[Collected data entries]
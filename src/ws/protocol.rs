//! WebSocket protocol message definitions
//! These are the wire types for client-server communication

use serde::{de::DeserializeOwned, Deserialize, Deserializer, Serialize};
use tracing::warn;

use crate::sim::{CarState, ControlInputs, Gear, PhysicsParams, Position, Scenario, TurnSignal};

/// Messages sent from client to server
#[derive(Debug, Clone, Serialize, Deserialize)]
#[serde(tag = "type", rename_all = "snake_case")]
pub enum ClientMsg {
    /// Switch driving scenario (resets the car)
    SetScene { scene: Scenario },

    /// Control input from the web interface
    ManualControl {
        #[serde(default)]
        controls: ManualControls,
    },

    /// Ask for an immediate state update
    RequestState,
}

/// Fields of a manual control message. Absent fields leave the
/// corresponding input untouched; a field that fails to parse is dropped
/// on its own without rejecting the rest of the message.
#[derive(Debug, Clone, Copy, Default, Serialize, Deserialize)]
pub struct ManualControls {
    #[serde(default, deserialize_with = "lenient", skip_serializing_if = "Option::is_none")]
    pub acceleration: Option<f32>,
    #[serde(default, deserialize_with = "lenient", skip_serializing_if = "Option::is_none")]
    pub deceleration: Option<f32>,
    #[serde(default, deserialize_with = "lenient", skip_serializing_if = "Option::is_none")]
    pub steering_angle: Option<f32>,
    #[serde(default, deserialize_with = "lenient", skip_serializing_if = "Option::is_none")]
    pub gear: Option<Gear>,
    #[serde(default, deserialize_with = "lenient", skip_serializing_if = "Option::is_none")]
    pub turn_signal: Option<TurnSignal>,
    #[serde(default, deserialize_with = "lenient", skip_serializing_if = "Option::is_none")]
    pub handbrake: Option<bool>,
}

/// Parse an optional field, logging and discarding values of the wrong
/// shape or with unknown codes
fn lenient<'de, D, T>(deserializer: D) -> Result<Option<T>, D::Error>
where
    D: Deserializer<'de>,
    T: DeserializeOwned,
{
    let Some(value) = Option::<serde_json::Value>::deserialize(deserializer)? else {
        return Ok(None);
    };
    match serde_json::from_value(value.clone()) {
        Ok(parsed) => Ok(Some(parsed)),
        Err(e) => {
            warn!(value = %value, error = %e, "Ignoring invalid control field");
            Ok(None)
        }
    }
}

impl From<ManualControls> for ControlInputs {
    fn from(c: ManualControls) -> Self {
        Self {
            acceleration: c.acceleration,
            deceleration: c.deceleration,
            steering_angle: c.steering_angle,
            gear: c.gear,
            turn_signal: c.turn_signal,
            handbrake: c.handbrake,
        }
    }
}

/// Messages sent from server to client
#[derive(Debug, Clone, Serialize, Deserialize)]
#[serde(tag = "type", rename_all = "snake_case")]
pub enum ServerMsg {
    /// Car state, sent every tick, on connect and on request
    StateUpdate { car: CarView, scene: Scenario },

    /// Scenario switched, car has been reset
    SceneChanged { scene: Scenario },
}

/// Car state as rendered by clients
#[derive(Debug, Clone, PartialEq, Serialize, Deserialize)]
pub struct CarView {
    pub position: Position,
    pub speed: f32,
    pub direction: f32,
    pub gear: Gear,
    pub steering_angle: f32,
    pub acceleration_rate: f32,
    pub deceleration_rate: f32,
    pub car_length: f32,
    pub car_width: f32,
    pub turn_signal: TurnSignal,
}

impl CarView {
    pub fn new(car: &CarState, params: &PhysicsParams) -> Self {
        Self {
            position: car.position,
            speed: car.speed,
            direction: car.direction,
            gear: car.gear,
            steering_angle: car.steering_angle,
            acceleration_rate: car.acceleration_rate,
            deceleration_rate: car.deceleration_rate,
            car_length: params.car_length,
            car_width: params.car_width,
            turn_signal: car.turn_signal,
        }
    }
}
//! Log subscriber installation for the hook binary.
//!
//! Events go to stderr, which git relays to the pushing client, unless the
//! configuration names a log file.

use crate::config::{LogSettings, split_file_path};
use cap_std::ambient_authority;
use cap_std::fs_utf8::{Dir, OpenOptions};
use std::sync::Mutex;
use thiserror::Error;
use tracing_subscriber::EnvFilter;

/// Errors raised while installing the log subscriber.
#[derive(Debug, Error)]
pub enum TelemetryError {
    /// The filter directive is invalid.
    #[error("invalid log filter '{directive}': {source}")]
    Filter {
        /// Rejected directive.
        directive: String,
        /// Underlying parse error.
        #[source]
        source: tracing_subscriber::filter::ParseError,
    },

    /// The log file could not be opened for appending.
    #[error("failed to open log file: {0}")]
    LogFile(#[source] std::io::Error),

    /// A global subscriber was already installed.
    #[error("failed to install log subscriber: {0}")]
    Install(String),
}

/// Builds the event filter: `RUST_LOG` when set, else the configured level.
///
/// # Errors
///
/// Returns [`TelemetryError::Filter`] when the configured level is not a
/// valid filter directive.
pub fn build_filter(settings: &LogSettings) -> Result<EnvFilter, TelemetryError> {
    EnvFilter::try_from_default_env().or_else(|_| {
        EnvFilter::try_new(&settings.level).map_err(|source| TelemetryError::Filter {
            directive: settings.level.clone(),
            source,
        })
    })
}

/// Installs the global `tracing` subscriber for the hook process.
///
/// # Errors
///
/// Returns [`TelemetryError`] when the filter is invalid, the log file
/// cannot be opened, or a subscriber is already installed.
pub fn init(settings: &LogSettings) -> Result<(), TelemetryError> {
    let filter = build_filter(settings)?;
    let builder = tracing_subscriber::fmt()
        .with_env_filter(filter)
        .with_target(false)
        .compact();

    let installed = match &settings.file {
        Some(path) => {
            let (parent, file_name) = split_file_path(path).map_err(TelemetryError::LogFile)?;
            let dir =
                Dir::open_ambient_dir(parent, ambient_authority()).map_err(TelemetryError::LogFile)?;
            let file = dir
                .open_with(file_name, OpenOptions::new().create(true).append(true))
                .map_err(TelemetryError::LogFile)?
                .into_std();
            builder
                .with_ansi(false)
                .with_writer(Mutex::new(file))
                .try_init()
        }
        None => builder.with_writer(std::io::stderr).try_init(),
    };
    installed.map_err(|err| TelemetryError::Install(err.to_string()))
}
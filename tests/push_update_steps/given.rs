//! Given steps for push update task scenarios.

use super::world::PushWorld;
use pushrelay::update_task::domain::{CORRELATION_ID_VAR, INTERACTIVE_PUSH_MARKER};
use rstest_bdd_macros::given;

fn mark_interactive(world: &mut PushWorld) {
    world.env.insert(
        INTERACTIVE_PUSH_MARKER.to_owned(),
        "git-receive-pack 'owner/repo.git'".to_owned(),
    );
}

#[given(r#"an interactive push with correlation id "{correlation_id}""#)]
fn interactive_push(world: &mut PushWorld, correlation_id: String) {
    mark_interactive(world);
    world.env.insert(CORRELATION_ID_VAR.to_owned(), correlation_id);
}

#[given("an interactive push without a correlation id")]
fn interactive_push_without_correlation_id(world: &mut PushWorld) {
    mark_interactive(world);
    world.env.remove(CORRELATION_ID_VAR);
}

#[given("a hook environment without an interactive push marker")]
fn non_interactive_environment(world: &mut PushWorld) {
    world.env.clear();
}

#[given("downstream delivery is failing")]
fn downstream_failing(world: &mut PushWorld) {
    world.notifier.fail_deliveries();
}
//! Pushrelay: durable update tasks for git pushes.
//!
//! The `update` hook records one task per updated ref, keyed by the push's
//! correlation identifier. The `post-receive` hook later hands the whole
//! pending batch of that push to downstream consumers and marks it
//! dispatched.
//!
//! # Architecture
//!
//! Pushrelay follows hexagonal architecture principles:
//!
//! - **Domain**: Tasks, identifiers and hook invocation parsing
//! - **Ports**: Task store and downstream notifier traits
//! - **Adapters**: In-memory and `PostgreSQL` stores, logging notifiers
//!
//! # Modules
//!
//! - [`update_task`]: Update task recording and dispatch
//! - [`hook`]: Hook process boundary and exit codes
//! - [`config`]: Hook configuration file
//! - [`telemetry`]: Log subscriber setup

pub mod config;
pub mod hook;
pub mod telemetry;
pub mod update_task;
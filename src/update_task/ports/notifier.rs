//! Port for handing a completed push to downstream consumers.
//!
//! Webhooks, mirror sync, CI triggers and activity feeds sit behind this
//! boundary. Their fan-out is not modelled here; the port only fixes what a
//! consumer receives and what success means.

use crate::update_task::domain::PendingBatch;
use async_trait::async_trait;
use std::sync::Arc;
use thiserror::Error;

/// Result type for notifier operations.
pub type NotifierResult<T> = Result<T, NotifierError>;

/// Downstream consumer of completed pushes.
#[cfg_attr(test, mockall::automock)]
#[async_trait]
pub trait DispatchNotifier: Send + Sync {
    /// Delivers the ordered, deduplicated batch of one push.
    ///
    /// Returning `Ok` means every consumer durably accepted the batch or
    /// queued it for retry. The caller only acknowledges the batch in the
    /// task store after that.
    ///
    /// # Errors
    ///
    /// Returns [`NotifierError`] when any consumer failed to accept the
    /// batch.
    async fn notify(&self, batch: &PendingBatch) -> NotifierResult<()>;
}

/// Errors returned by dispatch notifiers.
#[derive(Debug, Clone, Error)]
pub enum NotifierError {
    /// A consumer refused the batch.
    #[error("consumer '{consumer}' rejected the batch: {reason}")]
    Rejected {
        /// Name of the refusing consumer.
        consumer: String,
        /// Reason given by the consumer.
        reason: String,
    },

    /// The batch could not be delivered.
    #[error("delivery error: {0}")]
    Delivery(Arc<dyn std::error::Error + Send + Sync>),
}

impl NotifierError {
    /// Creates a rejection error for the named consumer.
    #[must_use]
    pub fn rejected(consumer: impl Into<String>, reason: impl Into<String>) -> Self {
        Self::Rejected {
            consumer: consumer.into(),
            reason: reason.into(),
        }
    }

    /// Wraps a delivery error.
    pub fn delivery(err: impl std::error::Error + Send + Sync + 'static) -> Self {
        Self::Delivery(Arc::new(err))
    }
}
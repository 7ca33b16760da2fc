//! Parsing of the `update` hook invocation.
//!
//! Git runs the update hook once per ref with three positional arguments:
//! the ref name, the old object id and the new object id. The push is
//! identified by a correlation identifier placed in the environment by
//! whatever accepted the SSH session. Parsing is pure: the environment is
//! read through [`HookEnvironment`] so callers can supply a fixed map.

use super::{CommitId, CorrelationId, InvocationError, RefName, RefUpdate};
use std::collections::BTreeMap;

/// Environment variable that is only set for interactive pushes over SSH.
pub const INTERACTIVE_PUSH_MARKER: &str = "SSH_ORIGINAL_COMMAND";

/// Environment variable carrying the push correlation identifier.
pub const CORRELATION_ID_VAR: &str = "PUSHRELAY_UUID";

/// Read access to the variables of the hook's environment.
pub trait HookEnvironment {
    /// Returns the value of `key`, or `None` when unset or not valid UTF-8.
    fn var(&self, key: &str) -> Option<String>;
}

/// [`HookEnvironment`] backed by the current process environment.
#[derive(Debug, Clone, Copy, Default)]
pub struct ProcessEnvironment;

impl HookEnvironment for ProcessEnvironment {
    fn var(&self, key: &str) -> Option<String> {
        std::env::var(key).ok()
    }
}

impl HookEnvironment for BTreeMap<String, String> {
    fn var(&self, key: &str) -> Option<String> {
        self.get(key).cloned()
    }
}

/// Result of parsing a hook invocation.
#[derive(Debug, Clone, PartialEq, Eq)]
pub enum InvocationOutcome<T> {
    /// The invocation belongs to an interactive push.
    Applicable(T),
    /// The hook ran outside an interactive push; nothing is to be done.
    NotApplicable,
}

/// Resolves the push correlation identifier from the environment.
///
/// Returns [`InvocationOutcome::NotApplicable`] when the interactive-push
/// marker is absent or empty.
///
/// # Errors
///
/// Returns [`InvocationError::MissingCorrelationId`] when the marker is
/// present but the identifier is unset or blank.
pub fn correlation_id_from_env(
    env: &impl HookEnvironment,
) -> Result<InvocationOutcome<CorrelationId>, InvocationError> {
    if !is_interactive_push(env) {
        return Ok(InvocationOutcome::NotApplicable);
    }
    require_correlation_id(env).map(InvocationOutcome::Applicable)
}

/// Parses the arguments and environment of one `update` hook invocation.
///
/// # Errors
///
/// Returns [`InvocationError`] when an interactive push supplies the wrong
/// number of arguments, an empty ref name, no correlation identifier, or a
/// commit id that is not a hexadecimal object id.
pub fn parse_update_invocation<S: AsRef<str>>(
    args: &[S],
    env: &impl HookEnvironment,
) -> Result<InvocationOutcome<RefUpdate>, InvocationError> {
    if !is_interactive_push(env) {
        return Ok(InvocationOutcome::NotApplicable);
    }

    let [ref_arg, old_arg, new_arg] = args else {
        return Err(InvocationError::ArgumentCount {
            actual: args.len(),
        });
    };
    let ref_name = RefName::new(ref_arg.as_ref())?;
    let correlation_id = require_correlation_id(env)?;
    let old_commit_id = CommitId::new(old_arg.as_ref())?;
    let new_commit_id = CommitId::new(new_arg.as_ref())?;

    Ok(InvocationOutcome::Applicable(RefUpdate {
        correlation_id,
        ref_name,
        old_commit_id,
        new_commit_id,
    }))
}

fn is_interactive_push(env: &impl HookEnvironment) -> bool {
    env.var(INTERACTIVE_PUSH_MARKER)
        .is_some_and(|value| !value.is_empty())
}

fn require_correlation_id(env: &impl HookEnvironment) -> Result<CorrelationId, InvocationError> {
    env.var(CORRELATION_ID_VAR)
        .and_then(|value| CorrelationId::new(value).ok())
        .ok_or(InvocationError::MissingCorrelationId {
            variable: CORRELATION_ID_VAR,
        })
}
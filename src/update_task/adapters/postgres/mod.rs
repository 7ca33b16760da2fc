//! `PostgreSQL` adapters for update task persistence.

mod models;
mod repository;
mod schema;

pub use repository::{PostgresUpdateTaskRepository, UpdateTaskPgPool};
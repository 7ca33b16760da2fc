//! Git hook entry point.
//!
//! Install as the repository's `update` and `post-receive` hooks:
//!
//! ```text
//! pushrelay [--config <FILE>] update <ref-name> <old-commit> <new-commit>
//! pushrelay [--config <FILE>] post-receive
//! ```
//!
//! Outside an interactive push (no `SSH_ORIGINAL_COMMAND`) both commands exit
//! successfully without reading the configuration or touching the store. A
//! non-zero exit makes git reject the ref update.

use camino::{Utf8Path, Utf8PathBuf};
use clap::{Parser, Subcommand};
use mockable::DefaultClock;
use pushrelay::config::{DEFAULT_CONFIG_PATH, HookConfig};
use pushrelay::hook::{
    HookError, HookOutcome, HookPipeline, HookRequest, HookResult, exit_code, report_failure,
};
use pushrelay::telemetry;
use pushrelay::update_task::adapters::notifier::TracingDispatchNotifier;
use pushrelay::update_task::adapters::postgres::PostgresUpdateTaskRepository;
use pushrelay::update_task::domain::ProcessEnvironment;
use std::io::{self, Write};
use std::process::ExitCode;
use std::sync::Arc;
use tokio::runtime::Builder;
use tracing::debug;

/// Records git push ref updates and dispatches them once per push
#[derive(Debug, Parser)]
#[command(name = "pushrelay")]
#[command(version, about, long_about = None)]
struct Cli {
    /// Path to the hook configuration file
    #[arg(
        short,
        long,
        global = true,
        env = "PUSHRELAY_CONFIG",
        value_name = "FILE",
        default_value = DEFAULT_CONFIG_PATH
    )]
    config: Utf8PathBuf,

    #[command(subcommand)]
    command: Command,
}

#[derive(Debug, Subcommand)]
enum Command {
    /// Record one ref update (git `update` hook)
    #[command(name = "update")]
    Update {
        /// Ref name, old commit id and new commit id as passed by git
        #[arg(trailing_var_arg = true, allow_hyphen_values = true)]
        args: Vec<String>,
    },

    /// Dispatch the pending ref updates of the push (git `post-receive` hook)
    #[command(name = "post-receive")]
    PostReceive,
}

fn main() -> ExitCode {
    let cli = Cli::parse();
    let env = ProcessEnvironment;

    let parsed = match &cli.command {
        Command::Update { args } => HookRequest::from_update_args(args, &env),
        Command::PostReceive => HookRequest::from_post_receive(&env),
    };
    let result = match parsed {
        Ok(Some(request)) => run(&cli.config, request),
        Ok(None) => Ok(HookOutcome::NotApplicable),
        Err(err) => Err(err),
    };

    if let Err(err) = &result {
        report_failure(err);
        drop(writeln!(io::stderr(), "pushrelay: {err}"));
    }
    ExitCode::from(exit_code(&result))
}

fn run(config_path: &Utf8Path, request: HookRequest) -> HookResult<HookOutcome> {
    let config = HookConfig::load(config_path, &ProcessEnvironment)?;
    telemetry::init(config.log())?;
    debug!(config = %config_path, "configuration loaded");

    let repository = PostgresUpdateTaskRepository::connect(
        config.database_url(),
        config.pool_size(),
        config.connect_timeout(),
    )?;
    let pipeline = HookPipeline::new(
        Arc::new(repository),
        Arc::new(TracingDispatchNotifier),
        Arc::new(DefaultClock),
    );

    let runtime = Builder::new_current_thread()
        .enable_all()
        .build()
        .map_err(HookError::Runtime)?;
    runtime.block_on(pipeline.execute(request))
}
//! Pending batch of update tasks for one push.

use super::{CorrelationId, UpdateTask};

/// Ordered pending tasks sharing one correlation identifier.
///
/// Returned by the task store for the post-receive phase and handed back to
/// it when the batch is acknowledged, so the store can check that nothing
/// changed in between.
#[derive(Debug, Clone, PartialEq, Eq)]
pub struct PendingBatch {
    correlation_id: CorrelationId,
    tasks: Vec<UpdateTask>,
}

impl PendingBatch {
    /// Creates a batch from tasks already ordered by creation time.
    #[must_use]
    pub const fn new(correlation_id: CorrelationId, tasks: Vec<UpdateTask>) -> Self {
        Self {
            correlation_id,
            tasks,
        }
    }

    /// Creates an empty batch.
    #[must_use]
    pub const fn empty(correlation_id: CorrelationId) -> Self {
        Self::new(correlation_id, Vec::new())
    }

    /// Returns the push correlation identifier.
    #[must_use]
    pub const fn correlation_id(&self) -> &CorrelationId {
        &self.correlation_id
    }

    /// Returns the tasks in creation order.
    #[must_use]
    pub fn tasks(&self) -> &[UpdateTask] {
        &self.tasks
    }

    /// Returns the number of tasks in the batch.
    #[must_use]
    pub fn len(&self) -> usize {
        self.tasks.len()
    }

    /// Returns `true` when no task is pending.
    #[must_use]
    pub fn is_empty(&self) -> bool {
        self.tasks.is_empty()
    }

    /// Returns `true` when `current` holds exactly the tasks of this batch in
    /// the state they were observed in.
    ///
    /// Whole tasks are compared, so a ref added or re-ingested after the
    /// batch was read makes the batch stale even when the new commit and
    /// timestamp happen to repeat.
    #[must_use]
    pub fn matches(&self, current: &[UpdateTask]) -> bool {
        self.tasks.len() == current.len()
            && self
                .tasks
                .iter()
                .all(|observed| current.contains(observed))
    }
}

impl IntoIterator for PendingBatch {
    type Item = UpdateTask;
    type IntoIter = std::vec::IntoIter<UpdateTask>;

    fn into_iter(self) -> Self::IntoIter {
        self.tasks.into_iter()
    }
}
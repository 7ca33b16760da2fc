//! Adapter implementations for the update task ports.

pub mod memory;
pub mod notifier;
pub mod postgres;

Exercise description:
Nothing but a number is asked for: how many lines of the records contain the word "LogSettings"?

Task solution:
3